Posted on 12/19/2007 5:40:50 PM PST by kc8ukw
Another dreamer I see.
#1 If you paid more than $1.25 for them, you paid too much. I wouldn't call that expensive
#2 Take it back and get an exchange if you really had one die that fast. I would still be willing to bet the # of duds you'd get from incandescents is far higher than CFLs.
#3 They really do save a ton of money. My electric bill is down on average 20% in the 4 months I've been using them and I've only replaced 2/3 of my bulbs so far. They paid for themselves in their first month.
If you ever had an old thermometer, you would need 100 CFLs to equal the mercury in one of those. The new CFL lighting colors are not different than a normal bulb. CFL costs and technology has come a long way in the last 5 years. LEDs, once the price drops, will be far better.
So just what are we supposed to put in chandeliers, for instance? How about closed light fixtures? Those energy savers aren’t supposed to be used in those applications.

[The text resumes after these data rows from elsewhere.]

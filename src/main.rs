//! `vitrina` - showcase application demo driver
//!
//! Wires the settings store to file storage and a presentation channel, loads
//! persisted preferences, fetches the product catalog (degrading gracefully
//! when offline), and walks the slideshow once. The presentation consumer
//! here is a plain console printer standing in for a UI shell.

use anyhow::{Context, Result};
use std::sync::mpsc;
use std::time::Duration;
use tracing::{info, warn};
use vitrina::catalog::{CatalogFetcher, ProductList, SortField};
use vitrina::error::get_user_friendly_error;
use vitrina::gallery::Slideshow;
use vitrina::presentation::{ChannelSink, PresentationState};
use vitrina::settings::{ColorScheme, FileStorage, SettingUpdate, SettingsStore};
use vitrina::utils;

fn main() -> Result<()> {
    utils::init_logging().context("Failed to initialize logging system")?;

    info!("vitrina v{} starting...", env!("CARGO_PKG_VERSION"));

    let (presentation_tx, presentation_rx) = mpsc::sync_channel::<PresentationState>(32);

    // Consumer thread standing in for the UI shell
    let presentation_thread = std::thread::spawn(move || {
        while let Ok(state) = presentation_rx.recv() {
            println!(
                "presentation: {}px, scheme {}, {}, background {}",
                state.base_text_size_px,
                state.scheme_marker.unwrap_or("(none)"),
                if state.dark { "dark" } else { "light" },
                state.background.unwrap_or("(scheme-owned)"),
            );
        }
    });

    let mut store = SettingsStore::new(
        Box::new(FileStorage::new()),
        Box::new(ChannelSink::new(presentation_tx)),
    );
    store.load();
    info!("Settings ready: {:?}", store.get());

    // A few sample updates, the way the settings panel would issue them
    store.update(SettingUpdate::ColorScheme(ColorScheme::Blue));
    store.update(SettingUpdate::DarkMode(true));
    store.update(SettingUpdate::TextSize(18));

    match CatalogFetcher::new().fetch() {
        Ok(products) => {
            let mut list = ProductList::new(products);
            list.toggle_sort(SortField::Price);
            println!("catalog: {} products, categories: {:?}", list.len(), list.categories());
            if let Some(cheapest) = list.view().first() {
                println!("cheapest: {} ({} EUR)", cheapest.title, cheapest.price);
            }
        }
        Err(e) => {
            warn!("Catalog unavailable: {e}");
            eprintln!("{}", get_user_friendly_error(&e));
        }
    }

    let mut slideshow = Slideshow::new();
    slideshow.toggle_playback();
    for _ in 0..slideshow.len() {
        let slide = slideshow.current_slide();
        println!("slide {}/{}: {}", slideshow.current_index() + 1, slideshow.len(), slide.title);
        slideshow.next();
        std::thread::sleep(Duration::from_millis(50));
    }

    // Dropping the store closes the presentation channel
    drop(store);
    presentation_thread
        .join()
        .map_err(|_| anyhow::anyhow!("presentation consumer panicked"))?;

    info!("vitrina shutting down");

    Ok(())
}
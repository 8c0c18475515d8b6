//! Utility modules
//!
//! Provides logging initialization and profile directory resolution shared by
//! settings storage and the log file appender.

pub mod logging;
pub mod paths;

pub use logging::init_logging;
pub use paths::profile_dir;
//! Placed tiles and their live configuration.
//!
//! [`Tile`] is the frozen topology of one grid cell: its kind, position,
//! shared schema, wire occurrences and routing resources. [`TileState`] is
//! the mutable overlay holding the tile's field values and the selected
//! source of each routing resource. Decode and encode translate between a
//! state and a [`TileBitmap`] using the tile's schema.

use crate::bitmap::TileBitmap;
use crate::error::{DeviceError, DeviceResult};
use crate::ids::{NetId, TileId, WireId};
use crate::kind::{FieldId, FieldKind, TileKind};
use crate::routing::{RoutingMut, RoutingResource};
use crate::schema::TileBitConfig;
use std::sync::Arc;

/// One placed tile.
#[derive(Debug, Clone)]
pub struct Tile {
    id: TileId,
    x: u32,
    y: u32,
    schema: Arc<TileBitConfig>,
    wires: Vec<WireId>,
    routing: Vec<RoutingResource>,
}

impl Tile {
    pub(crate) fn new(id: TileId, x: u32, y: u32, schema: Arc<TileBitConfig>) -> Self {
        Self {
            id,
            x,
            y,
            schema,
            wires: Vec::new(),
            routing: Vec::new(),
        }
    }

    /// The tile's handle.
    pub fn id(&self) -> TileId {
        self.id
    }

    /// The tile's kind.
    pub fn kind(&self) -> TileKind {
        self.schema.kind()
    }

    /// Grid column.
    pub fn x(&self) -> u32 {
        self.x
    }

    /// Grid row.
    pub fn y(&self) -> u32 {
        self.y
    }

    /// The schema shared by all tiles of this kind.
    pub fn schema(&self) -> &Arc<TileBitConfig> {
        &self.schema
    }

    /// Wires occurring in this tile, in ingestion order.
    pub fn wires(&self) -> &[WireId] {
        &self.wires
    }

    /// Routing resources owned by this tile, in ingestion order.
    pub fn routing(&self) -> &[RoutingResource] {
        &self.routing
    }

    pub(crate) fn add_wire(&mut self, wire: WireId) {
        if !self.wires.contains(&wire) {
            self.wires.push(wire);
        }
    }

    pub(crate) fn add_routing(&mut self, resource: RoutingResource) {
        self.routing.push(resource);
    }

    /// A fresh all-zero state for this tile.
    pub fn new_state(&self) -> TileState {
        TileState {
            schema: Arc::clone(&self.schema),
            values: vec![0; self.kind().fields().len()],
            connections: vec![None; self.routing.len()],
        }
    }
}

/// Live configuration of one tile.
#[derive(Debug, Clone, PartialEq, Eq)]
pub struct TileState {
    schema: Arc<TileBitConfig>,
    values: Vec<u32>,
    connections: Vec<Option<NetId>>,
}

impl TileState {
    /// The tile kind this state belongs to.
    pub fn kind(&self) -> TileKind {
        self.schema.kind()
    }

    fn own(&self, field: FieldId) -> DeviceResult<usize> {
        if field.kind() == self.kind() {
            Ok(field.index())
        } else {
            Err(DeviceError::OutOfRange(format!(
                "field '{}' of {} on a {}",
                field.def().name,
                field.kind(),
                self.kind()
            )))
        }
    }

    fn named(&self, name: &str) -> DeviceResult<FieldId> {
        self.kind()
            .field(name)
            .ok_or_else(|| DeviceError::OutOfRange(format!("field '{name}' on a {}", self.kind())))
    }

    /// The value of a field of this kind.
    pub fn get(&self, field: FieldId) -> Option<u32> {
        self.own(field).ok().map(|i| self.values[i])
    }

    /// The value of the field called `name`.
    pub fn value(&self, name: &str) -> Option<u32> {
        self.kind().field(name).and_then(|f| self.get(f))
    }

    /// The value of the flag called `name`.
    pub fn flag(&self, name: &str) -> Option<bool> {
        let field = self.kind().field(name)?;
        (field.def().kind == FieldKind::Flag).then(|| self.values[field.index()] != 0)
    }

    /// Sets a field.
    ///
    /// # Errors
    ///
    /// Returns [`DeviceError::OutOfRange`] if the field belongs to another
    /// kind or `value` does not fit its bits.
    pub fn set(&mut self, field: FieldId, value: u32) -> DeviceResult<()> {
        let index = self.own(field)?;
        let max = self.schema.field_max(field);
        if value > max {
            return Err(DeviceError::OutOfRange(format!(
                "value {value} for '{}' (max {max})",
                field.def().name
            )));
        }
        self.values[index] = value;
        Ok(())
    }

    /// Sets the field called `name`.
    pub fn set_value(&mut self, name: &str, value: u32) -> DeviceResult<()> {
        let field = self.named(name)?;
        self.set(field, value)
    }

    /// Sets the flag called `name`.
    pub fn set_flag(&mut self, name: &str, on: bool) -> DeviceResult<()> {
        self.set_value(name, u32::from(on))
    }

    /// Field values in table order.
    pub fn values(&self) -> impl Iterator<Item = (FieldId, u32)> + '_ {
        self.kind().field_ids().zip(self.values.iter().copied())
    }

    /// The selected source of each routing resource, in resource order.
    pub fn connections(&self) -> &[Option<NetId>] {
        &self.connections
    }

    /// Edits the connection of routing resource `index` of `tile`.
    pub fn routing_mut<'a>(&'a mut self, tile: &'a Tile, index: usize) -> Option<RoutingMut<'a>> {
        let resource = tile.routing.get(index)?;
        let connection = self.connections.get_mut(index)?;
        Some(RoutingMut::new(resource, connection))
    }

    /// Returns `true` if every field is zero and nothing is connected.
    pub fn is_empty(&self) -> bool {
        self.values.iter().all(|&v| v == 0) && self.connections.iter().all(Option::is_none)
    }

    /// Clears every field and connection.
    pub fn reset(&mut self) {
        self.values.fill(0);
        self.connections.fill(None);
    }

    /// Loads fields and connections from a bitmap.
    ///
    /// Nothing is changed unless the whole bitmap decodes.
    ///
    /// # Errors
    ///
    /// - [`DeviceError::MalformedBitmap`] if the bitmap is not the schema's size.
    /// - [`DeviceError::InvalidPattern`] if a routing resource's control bits
    ///   select no candidate.
    pub fn decode(&mut self, tile: &Tile, bitmap: &TileBitmap) -> DeviceResult<()> {
        let schema = &self.schema;
        if bitmap.width() != schema.width() || bitmap.height() != schema.height() {
            return Err(DeviceError::MalformedBitmap(format!(
                "{}x{} bitmap for a {}x{} {}",
                bitmap.width(),
                bitmap.height(),
                schema.width(),
                schema.height(),
                schema.kind()
            )));
        }

        let connections = tile
            .routing
            .iter()
            .map(|res| res.resolve(bitmap.read_word(res.bits())))
            .collect::<DeviceResult<Vec<_>>>()?;
        let values = schema
            .kind()
            .field_ids()
            .map(|f| bitmap.read_word(schema.bits(f)))
            .collect();

        self.values = values;
        self.connections = connections;
        Ok(())
    }

    /// Renders fields and connections into a fresh bitmap.
    ///
    /// Only non-zero fields and live connections are written, fields first,
    /// onto an all-zero bitmap. Where bit coordinates overlap, a set bit is
    /// never cleared by a zero field or a disconnected resource sharing it.
    pub fn encode(&self, tile: &Tile) -> TileBitmap {
        let schema = &self.schema;
        let mut bitmap = TileBitmap::new(schema.width(), schema.height());
        for (field, value) in self.values() {
            if value != 0 {
                bitmap.write_word(schema.bits(field), value);
            }
        }
        for (res, &conn) in tile.routing.iter().zip(&self.connections) {
            if conn.is_some() {
                bitmap.write_word(res.bits(), res.pattern(conn));
            }
        }
        bitmap
    }
}
//! Wires and nets: the fabric's connectivity graph.
//!
//! A [`Wire`] is one distinct wire name; it may occur in several tiles. A
//! [`Net`] is a chip-wide equivalence class recording, for each tile it
//! touches, which wire carries it there. Both live in arenas owned by the
//! device and refer to tiles by [`TileId`].

use crate::ids::{NetId, TileId, WireId};
use frost_common::Ident;
use std::collections::BTreeMap;

/// A named fabric wire.
#[derive(Debug, Clone, PartialEq, Eq)]
pub struct Wire {
    name: Ident,
    tiles: Vec<TileId>,
}

impl Wire {
    pub(crate) fn new(name: Ident) -> Self {
        Self {
            name,
            tiles: Vec::new(),
        }
    }

    /// The interned wire name.
    pub fn name(&self) -> Ident {
        self.name
    }

    /// Tiles this wire occurs in, in ingestion order.
    pub fn tiles(&self) -> &[TileId] {
        &self.tiles
    }

    pub(crate) fn add_tile(&mut self, tile: TileId) {
        if !self.tiles.contains(&tile) {
            self.tiles.push(tile);
        }
    }
}

/// A chip-wide net.
#[derive(Debug, Clone, PartialEq, Eq)]
pub struct Net {
    id: NetId,
    members: BTreeMap<TileId, WireId>,
}

impl Net {
    pub(crate) fn new(id: NetId) -> Self {
        Self {
            id,
            members: BTreeMap::new(),
        }
    }

    /// The net's index.
    pub fn id(&self) -> NetId {
        self.id
    }

    /// The wire carrying this net in `tile`.
    pub fn wire_at(&self, tile: TileId) -> Option<WireId> {
        self.members.get(&tile).copied()
    }

    /// All `(tile, wire)` memberships, ordered by tile.
    pub fn members(&self) -> impl Iterator<Item = (TileId, WireId)> + '_ {
        self.members.iter().map(|(&t, &w)| (t, w))
    }

    /// Number of tiles the net touches.
    pub fn len(&self) -> usize {
        self.members.len()
    }

    /// Returns `true` if the net touches no tile.
    pub fn is_empty(&self) -> bool {
        self.members.is_empty()
    }

    pub(crate) fn insert(&mut self, tile: TileId, wire: WireId) {
        self.members.insert(tile, wire);
    }
}
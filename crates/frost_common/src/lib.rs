//! Shared foundational types used across the frost bitstream codec.
//!
//! This crate provides interned identifiers for fabric wire names and the
//! line-based source locations attached to chipdb and bitstream diagnostics.

#![warn(missing_docs)]

pub mod ident;
pub mod span;

pub use ident::{Ident, Interner};
pub use span::LineSpan;
//! Error type shared by ingestion, decode and encode.

use crate::ids::NetId;
use crate::kind::TileKind;

/// Result alias for fallible device-model operations.
pub type DeviceResult<T> = Result<T, DeviceError>;

/// Everything that can go wrong while building or (de)configuring a device.
///
/// No operation retries or rolls back on its own; the caller decides whether
/// to abort or keep going with the next item.
#[derive(Debug, Clone, PartialEq, Eq, thiserror::Error)]
pub enum DeviceError {
    /// A textual bit reference is not of the form `B<row>[<column>]`.
    #[error("malformed bit reference '{0}'")]
    MalformedAddress(String),

    /// A schema finished ingestion with an unpopulated field slot.
    #[error("incomplete {kind} schema: no bits for '{field}'")]
    IncompleteSchema {
        /// The tile kind whose schema is incomplete.
        kind: TileKind,
        /// The chipdb name of the first missing slot.
        field: String,
    },

    /// The same schema slot appeared twice.
    #[error("{kind} schema populates '{field}' more than once")]
    DuplicateField {
        /// The tile kind whose schema was being ingested.
        kind: TileKind,
        /// The chipdb name of the repeated slot.
        field: String,
    },

    /// A schema was ingested a second time.
    #[error("{0} schema is already defined")]
    DuplicateSchema(TileKind),

    /// A tile was placed, or looked up, before its schema was ingested.
    #[error("no {0} schema has been ingested")]
    MissingSchema(TileKind),

    /// A coordinate or index addresses nothing.
    #[error("{0} is out of range")]
    OutOfRange(String),

    /// Topology was modified after the device was frozen.
    #[error("device topology is frozen")]
    FrozenViolation,

    /// The bitstream declares a different tile kind than the device places there.
    #[error("tile ({x}, {y}) is a {placed} but the bitstream declares a {declared}")]
    TileTypeMismatch {
        /// Grid column.
        x: u32,
        /// Grid row.
        y: u32,
        /// The kind placed by the chipdb.
        placed: TileKind,
        /// The kind named by the bitstream section.
        declared: TileKind,
    },

    /// A routing resource was asked to connect a net it cannot select.
    #[error("net {0} is not a source of this routing resource")]
    UnknownSource(NetId),

    /// A non-zero control pattern matches no candidate source.
    #[error("bit pattern {pattern:#b} does not select any source")]
    InvalidPattern {
        /// The unmatched pattern, bit 0 at the first control bit.
        pattern: u32,
    },

    /// A net index was declared twice while duplicates are rejected.
    #[error("net {0} is already defined")]
    DuplicateNet(NetId),

    /// A section header or body row does not have the expected shape.
    #[error("malformed section: {0}")]
    MalformedSection(String),

    /// A bitstream tile body is not a `height` x `width` grid of `0`/`1`.
    #[error("malformed tile bitmap: {0}")]
    MalformedBitmap(String),

    /// A mandatory chipdb section is absent.
    #[error("missing '.{0}' section")]
    MissingSection(String),

    /// A chipdb section label is not recognised.
    #[error("unknown section '.{0}'")]
    UnknownSection(String),
}
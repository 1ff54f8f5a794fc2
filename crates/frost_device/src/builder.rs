//! Incremental device construction from chipdb data.
//!
//! A [`DeviceBuilder`] accepts the device header, the four schemas, tile
//! placements, nets and routing resources, in that dependency order. After
//! [`DeviceBuilder::freeze`] every ingestion call fails with
//! [`DeviceError::FrozenViolation`] without touching state;
//! [`DeviceBuilder::finish`] turns the topology into an immutable [`Device`].

use crate::addr::{parse_bit_refs, BitCoordinate};
use crate::device::{Device, DeviceHeader};
use crate::error::{DeviceError, DeviceResult};
use crate::graph::{Net, Wire};
use crate::ids::{NetId, TileId, WireId};
use crate::kind::TileKind;
use crate::options::{DuplicateNetPolicy, IngestOptions};
use crate::routing::{RoutingKind, RoutingResource};
use crate::schema::{SchemaBuilder, TileBitConfig, MAX_FIELD_BITS};
use crate::section::{parse_number, Section};
use crate::tile::Tile;
use frost_common::{Ident, Interner};
use std::collections::HashMap;
use std::sync::Arc;

/// Most grid cells a device header may declare.
pub const MAX_GRID_CELLS: u64 = 1 << 16;

/// Most nets a device header may declare.
pub const MAX_NETS: u32 = 1 << 22;

#[derive(Debug, Clone, Copy, PartialEq, Eq)]
enum Phase {
    Building,
    Frozen,
}

/// What a successfully processed section contributed.
#[derive(Debug, Clone, Copy, PartialEq, Eq)]
pub enum Ingested {
    /// The device header.
    Device,
    /// A schema.
    Schema(TileKind),
    /// A tile placement.
    Tile(TileId),
    /// A net; `replaced` is set if an earlier net with this index was overwritten.
    Net {
        /// The net's index.
        id: NetId,
        /// Whether an earlier definition was replaced.
        replaced: bool,
    },
    /// A routing resource.
    Routing(RoutingKind),
}

/// Mutable device under construction.
#[derive(Debug)]
pub struct DeviceBuilder {
    options: IngestOptions,
    phase: Phase,
    header: Option<DeviceHeader>,
    schemas: [Option<Arc<TileBitConfig>>; 4],
    grid: Vec<Option<TileId>>,
    tiles: Vec<Tile>,
    nets: Vec<Option<Net>>,
    wires: Vec<Wire>,
    wire_names: HashMap<Ident, WireId>,
    interner: Interner,
}

impl Default for DeviceBuilder {
    fn default() -> Self {
        Self::new()
    }
}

Congress. Just when you think their ratings couldn’t possibly go lower...
I promise you the anecdotal evidence against dud incandescents is WORSE than CFLs. I work for a retail company with 77 current locations and I can tell you regular light bulbs frequently dud in a day probably 5% of the time, and we replace them all about once every 3 months on average. The on/off thing is true off all lighting including incandescents. A lot of 'truths' about CFLs a few years ago are no longer true of new ones (color is a lot better, the last longer, less mercury per bulb, no longer noisy)
California also “mandated” that 2% of the cars sold in that state would be zero emission by 2004 or so. Never happened. You can’t mandate innovation.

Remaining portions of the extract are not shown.